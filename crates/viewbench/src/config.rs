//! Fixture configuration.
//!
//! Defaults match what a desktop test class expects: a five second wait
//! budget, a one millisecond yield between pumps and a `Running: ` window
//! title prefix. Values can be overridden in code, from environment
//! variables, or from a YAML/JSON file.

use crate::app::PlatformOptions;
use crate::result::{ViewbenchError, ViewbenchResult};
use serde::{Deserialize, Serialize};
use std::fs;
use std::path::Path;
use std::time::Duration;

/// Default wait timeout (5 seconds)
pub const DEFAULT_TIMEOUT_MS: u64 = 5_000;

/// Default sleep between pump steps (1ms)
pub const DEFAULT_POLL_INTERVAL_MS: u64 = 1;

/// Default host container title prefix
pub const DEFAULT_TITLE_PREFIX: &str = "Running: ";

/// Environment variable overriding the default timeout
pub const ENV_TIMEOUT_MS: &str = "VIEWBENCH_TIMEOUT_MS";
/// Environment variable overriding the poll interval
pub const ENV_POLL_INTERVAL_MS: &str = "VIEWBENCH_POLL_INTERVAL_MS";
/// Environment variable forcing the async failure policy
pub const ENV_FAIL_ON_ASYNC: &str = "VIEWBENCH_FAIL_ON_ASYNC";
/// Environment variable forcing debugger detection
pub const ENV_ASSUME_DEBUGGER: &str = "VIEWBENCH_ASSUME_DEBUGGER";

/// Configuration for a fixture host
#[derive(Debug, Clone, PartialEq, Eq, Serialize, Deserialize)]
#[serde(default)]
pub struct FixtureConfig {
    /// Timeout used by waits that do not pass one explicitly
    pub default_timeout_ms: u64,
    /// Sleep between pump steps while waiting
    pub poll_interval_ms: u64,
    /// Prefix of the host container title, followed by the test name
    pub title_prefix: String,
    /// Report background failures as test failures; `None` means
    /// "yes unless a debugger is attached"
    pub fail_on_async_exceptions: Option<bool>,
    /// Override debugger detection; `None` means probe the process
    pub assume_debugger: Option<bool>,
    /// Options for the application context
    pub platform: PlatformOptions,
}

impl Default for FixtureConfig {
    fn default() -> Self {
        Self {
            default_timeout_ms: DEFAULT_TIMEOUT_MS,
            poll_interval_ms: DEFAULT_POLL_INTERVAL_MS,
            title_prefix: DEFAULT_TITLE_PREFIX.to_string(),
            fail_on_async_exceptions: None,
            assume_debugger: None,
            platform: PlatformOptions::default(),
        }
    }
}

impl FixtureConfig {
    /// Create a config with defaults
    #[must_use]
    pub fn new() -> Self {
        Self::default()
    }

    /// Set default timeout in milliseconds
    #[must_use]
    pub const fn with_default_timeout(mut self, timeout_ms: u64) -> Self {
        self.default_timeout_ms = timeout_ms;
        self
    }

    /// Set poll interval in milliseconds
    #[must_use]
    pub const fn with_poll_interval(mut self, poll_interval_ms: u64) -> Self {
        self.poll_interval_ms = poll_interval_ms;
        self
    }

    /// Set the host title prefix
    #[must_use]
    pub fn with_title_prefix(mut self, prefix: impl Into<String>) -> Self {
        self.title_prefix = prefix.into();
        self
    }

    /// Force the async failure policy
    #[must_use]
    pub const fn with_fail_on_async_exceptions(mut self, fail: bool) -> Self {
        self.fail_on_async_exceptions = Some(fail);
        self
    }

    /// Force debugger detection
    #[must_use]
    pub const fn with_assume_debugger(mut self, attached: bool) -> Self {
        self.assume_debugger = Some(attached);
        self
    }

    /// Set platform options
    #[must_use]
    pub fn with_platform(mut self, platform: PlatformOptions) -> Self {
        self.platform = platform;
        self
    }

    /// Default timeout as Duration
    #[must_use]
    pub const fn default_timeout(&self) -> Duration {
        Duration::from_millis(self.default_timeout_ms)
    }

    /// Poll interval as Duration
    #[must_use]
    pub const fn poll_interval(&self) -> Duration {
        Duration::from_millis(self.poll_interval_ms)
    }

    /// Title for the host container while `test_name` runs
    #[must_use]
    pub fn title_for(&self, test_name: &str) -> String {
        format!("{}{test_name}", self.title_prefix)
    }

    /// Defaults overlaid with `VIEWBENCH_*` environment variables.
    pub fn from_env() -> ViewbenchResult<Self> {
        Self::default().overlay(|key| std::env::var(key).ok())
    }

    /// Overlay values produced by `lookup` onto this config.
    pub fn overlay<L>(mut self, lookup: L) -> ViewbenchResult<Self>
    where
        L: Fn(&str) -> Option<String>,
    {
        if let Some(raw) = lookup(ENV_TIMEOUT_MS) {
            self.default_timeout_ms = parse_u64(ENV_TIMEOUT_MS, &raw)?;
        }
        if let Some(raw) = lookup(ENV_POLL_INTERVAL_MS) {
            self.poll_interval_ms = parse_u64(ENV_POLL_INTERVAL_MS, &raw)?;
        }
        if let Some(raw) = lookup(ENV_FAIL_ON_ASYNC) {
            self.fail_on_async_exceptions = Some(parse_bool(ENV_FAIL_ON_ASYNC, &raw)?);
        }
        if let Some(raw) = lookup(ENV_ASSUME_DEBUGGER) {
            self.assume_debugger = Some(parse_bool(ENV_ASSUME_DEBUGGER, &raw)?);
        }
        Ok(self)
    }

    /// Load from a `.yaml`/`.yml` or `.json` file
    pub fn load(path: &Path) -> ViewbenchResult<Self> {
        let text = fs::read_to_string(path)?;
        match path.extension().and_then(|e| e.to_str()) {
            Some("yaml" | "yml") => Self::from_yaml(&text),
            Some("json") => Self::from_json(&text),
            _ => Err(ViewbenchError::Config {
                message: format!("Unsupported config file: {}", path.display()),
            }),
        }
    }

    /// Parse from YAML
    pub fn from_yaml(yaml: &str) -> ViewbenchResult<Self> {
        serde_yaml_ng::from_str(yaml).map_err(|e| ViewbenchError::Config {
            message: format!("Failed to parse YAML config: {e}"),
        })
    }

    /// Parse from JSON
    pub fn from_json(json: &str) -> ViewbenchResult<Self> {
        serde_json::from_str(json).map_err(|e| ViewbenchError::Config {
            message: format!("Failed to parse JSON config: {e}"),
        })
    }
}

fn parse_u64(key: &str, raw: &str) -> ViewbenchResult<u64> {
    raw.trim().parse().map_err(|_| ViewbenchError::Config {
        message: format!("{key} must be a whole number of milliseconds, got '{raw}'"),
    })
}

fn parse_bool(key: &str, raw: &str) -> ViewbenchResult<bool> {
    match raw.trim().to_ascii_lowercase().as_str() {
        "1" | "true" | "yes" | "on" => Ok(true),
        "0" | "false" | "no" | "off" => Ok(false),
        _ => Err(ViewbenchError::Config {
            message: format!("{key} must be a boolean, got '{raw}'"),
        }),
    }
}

------------

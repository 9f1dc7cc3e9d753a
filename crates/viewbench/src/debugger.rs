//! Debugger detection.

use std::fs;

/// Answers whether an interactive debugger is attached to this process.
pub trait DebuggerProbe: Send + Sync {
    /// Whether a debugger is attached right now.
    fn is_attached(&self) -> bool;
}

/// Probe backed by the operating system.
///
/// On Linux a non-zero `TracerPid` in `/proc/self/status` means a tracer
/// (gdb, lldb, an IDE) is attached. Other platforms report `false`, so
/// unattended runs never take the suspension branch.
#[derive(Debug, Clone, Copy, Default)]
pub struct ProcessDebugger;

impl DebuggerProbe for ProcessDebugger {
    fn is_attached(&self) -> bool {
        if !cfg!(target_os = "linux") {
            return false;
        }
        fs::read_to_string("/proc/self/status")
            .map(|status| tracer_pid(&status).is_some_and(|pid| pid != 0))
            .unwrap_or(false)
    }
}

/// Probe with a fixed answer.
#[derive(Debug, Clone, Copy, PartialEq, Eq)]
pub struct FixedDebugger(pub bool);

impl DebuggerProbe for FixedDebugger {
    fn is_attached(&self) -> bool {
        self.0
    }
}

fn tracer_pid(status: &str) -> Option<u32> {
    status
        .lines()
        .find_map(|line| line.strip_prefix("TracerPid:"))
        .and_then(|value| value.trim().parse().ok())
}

------------

Look through the data above. Each line containing the word "Running" needs to be copied.

//! budget, a one millisecond yield between pumps and a `Running: ` window
pub const DEFAULT_TITLE_PREFIX: &str = "Running: ";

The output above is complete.